### Exercise prompt
Return, from the data that follows, each line that holds the word "seed".

### Input data
◇ ◇ ◇ ◇ ◇ ◇ ◇

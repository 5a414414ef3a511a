//! Apply/undo must be an exact inverse, kills and turn passes included.

use proptest::prelude::*;

use grid_tactics::core::{Action, Board, GameRng, Pos, Team, UnitType};
use grid_tactics::rules::{apply, outcome, team_actions, undo, UndoLog};

/// A crowded board so that attacks and kills show up early.
fn crowded(units: &[(usize, bool, u8, u8, u8)]) -> Board {
    let mut board = Board::new(5, 5).unwrap().with_turn_limit(8);
    for &(kind, blue, x, y, hp) in units {
        let team = if blue { Team::Blue } else { Team::Red };
        let _ = board.spawn_unit(UnitType::ALL[kind], team, Pos::new(x, y), hp);
    }
    board
}

fn pick(board: &Board, rng: &mut GameRng) -> Action {
    let mover = board.to_move();
    let actions = team_actions(board, mover);
    let attacks: Vec<Action> = actions.iter().copied().filter(|a| matches!(a, Action::Attack { .. })).collect();
    if !attacks.is_empty() && rng.gen_bool(0.7) {
        return *rng.choose(attacks.as_slice()).unwrap();
    }
    if rng.gen_bool(0.05) {
        return Action::turn_end(mover);
    }
    rng.choose(actions.as_slice()).copied().unwrap_or(Action::turn_end(mover))
}

proptest! {
    #![proptest_config(ProptestConfig::with_cases(64))]

    #[test]
    fn prop_unwind_restores_board(
        units in prop::collection::vec((0usize..6, any::<bool>(), 0u8..5, 0u8..5, 1u8..=10), 2..10),
        seed in any::<u64>(),
    ) {
        let mut board = crowded(&units);
        let original = board.clone();
        let mut rng = GameRng::new(seed);
        let mut log = UndoLog::new();
        let mut keys = vec![board.state_key()];

        while outcome(&board).is_none() && log.depth() < 120 {
            let action = pick(&board, &mut rng);
            log.apply(&mut board, &action).unwrap();
            prop_assert!(board.is_consistent());
            keys.push(board.state_key());
        }

        // step back one action at a time, checking every intermediate state
        while !log.is_empty() {
            keys.pop();
            log.undo_last(&mut board).unwrap();
            prop_assert_eq!(&board.state_key(), keys.last().unwrap());
        }
        prop_assert_eq!(board, original);
    }

    #[test]
    fn prop_single_undo_after_attack(
        hp in prop::collection::vec(1u8..=10, 2),
        attacker in 0usize..6,
        defender in 0usize..6,
    ) {
        let mut board = Board::new(3, 1).unwrap();
        let a = board.spawn_unit(UnitType::ALL[attacker], Team::Red, Pos::new(0, 0), hp[0]).unwrap();
        let d = board.spawn_unit(UnitType::ALL[defender], Team::Blue, Pos::new(1, 0), hp[1]).unwrap();
        let before = board.clone();

        let attack = team_actions(&board, Team::Red)
            .into_iter()
            .find(|x| matches!(x, Action::Attack { target, .. } if *target == d));
        if let Some(action) = attack {
            let record = apply(&mut board, &action).unwrap();
            let damage = record.damage().unwrap();
            prop_assert!(damage.dealt > 0);
            if record.killed_target() {
                prop_assert!(board.unit(d).is_none());
            }
            if record.killed_actor() {
                prop_assert!(board.unit(a).is_none());
            }
            undo(&mut board, &record).unwrap();
            prop_assert_eq!(board, before);
        }
    }
}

◇ ◇ ◇ ◇ ◇ ◇ ◇

### Problem solution
        seed in any::<u64>(),
        let mut rng = GameRng::new(seed);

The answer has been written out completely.